Data shown below:
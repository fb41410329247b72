/*!
 * Tests for document segmentation
 */

use anyhow::Result;
use narrato::document::{Document, DocumentFormat, Segmenter};
use narrato::errors::DocumentError;
use crate::common;

fn texts(document: &Document) -> Result<Vec<String>> {
    Ok(Segmenter::default()
        .segment(document)?
        .iter()
        .map(|s| s.text().to_string())
        .collect())
}

#[test]
fn test_segment_withCrlfText_shouldSplitOnBlankLines() -> Result<()> {
    let document = Document::new(
        b"\xEF\xBB\xBFFirst line\r\nstill first.\r\n\r\nSecond.\r\n".to_vec(),
        DocumentFormat::Txt,
    );

    assert_eq!(texts(&document)?, vec!["First line\nstill first.", "Second."]);
    Ok(())
}

#[test]
fn test_segment_withParagraphWithoutPunctuation_shouldKeepItWhole() -> Result<()> {
    let document = Document::new(common::txt_bytes(&["A heading with no period", "Body."]), DocumentFormat::Txt);
    assert_eq!(texts(&document)?, vec!["A heading with no period", "Body."]);
    Ok(())
}

#[test]
fn test_segment_withDocx_shouldReturnParagraphs() -> Result<()> {
    let bytes = common::docx_bytes(&["Welcome &amp; overview.", "", "Key metrics improved."])?;
    let document = Document::new(bytes, DocumentFormat::Docx);

    assert_eq!(texts(&document)?, vec!["Welcome & overview.", "Key metrics improved."]);
    Ok(())
}

#[test]
fn test_segment_withEmptyDocx_shouldFailEmptyContent() -> Result<()> {
    let document = Document::new(common::docx_bytes(&["", "  "])?, DocumentFormat::Docx);
    let result = Segmenter::default().segment(&document);
    assert!(matches!(result, Err(DocumentError::EmptyContent)));
    Ok(())
}

#[test]
fn test_segment_withElevenSlides_shouldKeepNumericOrder() -> Result<()> {
    // Written in lexical order to make sure zip order is not trusted
    let mut numbers: Vec<u32> = (1..=11).collect();
    numbers.sort_by_key(|n| n.to_string());
    let labels: Vec<String> = numbers.iter().map(|n| format!("Slide {}", n)).collect();
    let slides: Vec<(u32, [&str; 1])> = numbers
        .iter()
        .zip(labels.iter())
        .map(|(n, label)| (*n, [label.as_str()]))
        .collect();
    let slide_refs: Vec<(u32, &[&str])> = slides.iter().map(|(n, runs)| (*n, &runs[..])).collect();

    let document = Document::new(common::pptx_bytes(&slide_refs)?, DocumentFormat::Pptx);
    let expected: Vec<String> = (1..=11).map(|n| format!("Slide {}", n)).collect();

    assert_eq!(texts(&document)?, expected);
    Ok(())
}

#[test]
fn test_segment_withBlankSlide_shouldDropItAndRenumber() -> Result<()> {
    let bytes = common::pptx_bytes(&[
        (1, &["Title", "slide"]),
        (2, &[" "]),
        (3, &["Closing"]),
    ])?;
    let segments = Segmenter::default().segment(&Document::new(bytes, DocumentFormat::Pptx))?;

    assert_eq!(segments.len(), 2);
    assert_eq!(segments[0].text(), "Title slide");
    assert_eq!(segments[1].index(), 1);
    assert_eq!(segments[1].text(), "Closing");
    Ok(())
}

#[test]
fn test_segment_withTruncatedArchive_shouldFailMalformed() -> Result<()> {
    let mut bytes = common::pptx_bytes(&[(1, &["Hello"])])?;
    bytes.truncate(bytes.len() / 2);

    let result = Segmenter::default().segment(&Document::new(bytes, DocumentFormat::Pptx));
    assert!(matches!(result, Err(DocumentError::Malformed(_))));
    Ok(())
}

#[test]
fn test_documentFormat_shouldRejectPdfBeforeReading() -> Result<()> {
    let dir = common::create_temp_dir()?;
    // Not a PDF at all: parsing it would fail differently
    let path = common::create_test_file(dir.path(), "paper.pdf", b"Intro.\n\nBody.")?;

    let result = Document::from_path(&path);
    assert!(matches!(result, Err(DocumentError::UnsupportedFormat(ext)) if ext == "pdf"));
    Ok(())
}

#[test]
fn test_documentFormat_all_shouldListSupportedExtensions() {
    let extensions: Vec<&str> = DocumentFormat::ALL.iter().map(|f| f.extension()).collect();
    assert_eq!(extensions, vec!["docx", "pptx", "txt"]);
}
End of Data shown.
* What is required:
The response must contain exactly the lines from the one with "let result = Document::from_path(&path);" to the end of the entries above, both included, and nothing more.

* Answer for the task:
    let result = Document::from_path(&path);
    assert!(matches!(result, Err(DocumentError::UnsupportedFormat(ext)) if ext == "pdf"));
    Ok(())
}

#[test]
fn test_documentFormat_all_shouldListSupportedExtensions() {
    let extensions: Vec<&str> = DocumentFormat::ALL.iter().map(|f| f.extension()).collect();
    assert_eq!(extensions, vec!["docx", "pptx", "txt"]);
}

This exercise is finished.